Synopsis:
430p hardback, a new copy, never used, excellent copy
From the Author:
Some excerpts from the Preface and Conclusions
This book is about the creation and control of distributed systems by means of a radically new computational model and technology, called WAVE, which can process the networked information in a spatial pattern-matching mode by a mobile program code. The interpreted WAVE technology is based on parallel spreading of a special recursive program code (or waves) in computer networks, accompanied by dynamic creation of virtual knowledge networks distributed arbitrarily between computers. These networks, which can persist, may reflect any declarative or procedural information and may become active and capable of self-evolution, self-organization, and self-recovery after damage while being navigated, controlled, and modified by other waves, with potentially any number of such organizational layers formed dynamically. The WAVE model can operate without any central memory or centralized control and can support robust distributed algorithms working efficiently in a rapidly changing environment while maintaining the integrity of the societies of mobile cooperative processes and full control over them from any point in space.
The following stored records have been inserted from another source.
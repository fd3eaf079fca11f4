/// Interaction state of a [`crate::ScrollLogic`].
#[derive(Clone, Copy, Debug, Default, PartialEq, Eq, Hash)]
#[cfg_attr(feature = "serde", derive(serde::Serialize, serde::Deserialize))]
pub enum Phase {
    /// No interaction and no animation.
    #[default]
    Resting,
    /// A pointer is down but has not moved past the drag threshold yet.
    Interacting,
    /// The offset tracks the pointer 1:1 (or slower past an edge).
    Dragging,
    /// A `scroll_to` animation or a deceleration is in flight.
    Animating,
}

/// A lightweight snapshot of the engine's scroll state.
///
/// With `feature = "serde"`, this type implements `Serialize`/`Deserialize`.
#[derive(Clone, Copy, Debug, Default, PartialEq)]
#[cfg_attr(feature = "serde", derive(serde::Serialize, serde::Deserialize))]
pub struct ScrollState {
    /// Last evaluated offset.
    pub offset: f64,
    pub max_offset: f64,
    pub phase: Phase,
}

impl ScrollState {
    /// Whether the offset currently lies outside `[0, max_offset]`.
    pub fn is_overscrolled(&self) -> bool {
        self.offset < 0.0 || self.offset > self.max_offset
    }
}
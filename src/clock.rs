use alloc::sync::Arc;
use core::sync::atomic::{AtomicU64, Ordering};
use std::time::Instant;

/// Time source for animations, in milliseconds.
///
/// Only differences between readings matter, so any monotonic origin works.
pub trait Clock {
    fn now_ms(&self) -> f64;
}

/// Monotonic wall clock measured from its creation.
#[derive(Clone, Copy, Debug)]
pub struct SystemClock {
    origin: Instant,
}

impl SystemClock {
    pub fn new() -> Self {
        Self {
            origin: Instant::now(),
        }
    }
}

impl Default for SystemClock {
    fn default() -> Self {
        Self::new()
    }
}

impl Clock for SystemClock {
    fn now_ms(&self) -> f64 {
        self.origin.elapsed().as_secs_f64() * 1000.0
    }
}

/// A manually driven clock for tests and deterministic replay.
///
/// Clones share the same time, so one handle can live inside the engine while another
/// advances it.
#[derive(Clone, Debug, Default)]
pub struct ManualClock {
    bits: Arc<AtomicU64>,
}

impl ManualClock {
    pub fn new(now_ms: f64) -> Self {
        Self {
            bits: Arc::new(AtomicU64::new(now_ms.to_bits())),
        }
    }

    pub fn set(&self, now_ms: f64) {
        self.bits.store(now_ms.to_bits(), Ordering::Relaxed);
    }

    pub fn advance(&self, delta_ms: f64) {
        self.set(self.now_ms() + delta_ms);
    }
}

impl Clock for ManualClock {
    fn now_ms(&self) -> f64 {
        f64::from_bits(self.bits.load(Ordering::Relaxed))
    }
}

impl<C: Clock + ?Sized> Clock for &C {
    fn now_ms(&self) -> f64 {
        (**self).now_ms()
    }
}
use crate::error::{check_offset, check_timestamp};
use crate::history::PositionHistory;
use crate::kinetics::{
    Deceleration, EDGE_RESISTANCE, MIN_VELOCITY_FOR_DECELERATION, round_offset,
    velocity_per_frame,
};
use crate::options::DRAG_THRESHOLD;
use crate::{Animation, Clock, Easing, Phase, Result, ScrollOptions, ScrollState, SystemClock};

/// A headless single-axis kinetic scroll engine.
///
/// This type is intentionally UI-agnostic:
/// - It does not hold any UI objects and never schedules work on its own.
/// - Your adapter drives it with geometry (`configure`) and pointer input
///   (`begin_interaction` / `interact` / `end_interaction`).
/// - Your renderer polls [`ScrollLogic::current_offset`] on whatever cadence it likes. Animations
///   are evaluated from the clock at query time, so skipped or irregular polls never drift.
///
/// Offsets grow as content moves towards its end: dragging the pointer towards smaller input
/// offsets scrolls forward.
#[derive(Clone, Debug)]
pub struct ScrollLogic<C = SystemClock> {
    options: ScrollOptions,
    clock: C,

    container_length: f64,
    content_length: f64,
    max_offset: f64,
    scroll_offset: f64,
    scheduled_offset: f64,

    is_interacting: bool,
    is_dragging: bool,
    scrolling_complete: bool,
    animation: Option<Animation>,
    is_decelerating: bool,

    history: PositionHistory,
    initial_touch_offset: f64,
    last_touch_offset: f64,
    last_touch_move: f64,
    deceleration_velocity: f64,
}

impl ScrollLogic<SystemClock> {
    /// Creates an engine driven by the system clock.
    pub fn new(options: ScrollOptions) -> Self {
        Self::with_clock(options, SystemClock::new())
    }
}

impl Default for ScrollLogic<SystemClock> {
    fn default() -> Self {
        Self::new(ScrollOptions::default())
    }
}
WAVE has been tested successfully in various applications, including but not limited to classical tasks of graph and network theory; integration of distributed and heterogeneous data bases in banking, tourism, and medicine; intelligent management of computer, communication, and transport networks; distributed interactive simulation of dynamic systems with natural distribution and migration of mobile entities and terrain in computer networks; collective behavior of robots in virtual spaces; robust, intelligent and self-recovering infrastructures for open systems; parallel and distributed inference in semantic networks underlying advanced knowledge-based systems; distributed virtual reality; and parallel, distributed, multi-user, and multi-screen computer graphics. WAVE can also serve as a universal gluing, coordination, command, and control language for a variety of distributed systems written in other languages. Being a special high-level language for direct processing of networks, WAVE makes it possible to hide within the implementation many details of synchronization, message passing, and control, allowing highly parallel and distributed programs to be very simple and short (about 50-100 times shorter than in C or Java). This fact enabled us to include in the book all full-scale programs of numerous algorithms that considered in the text.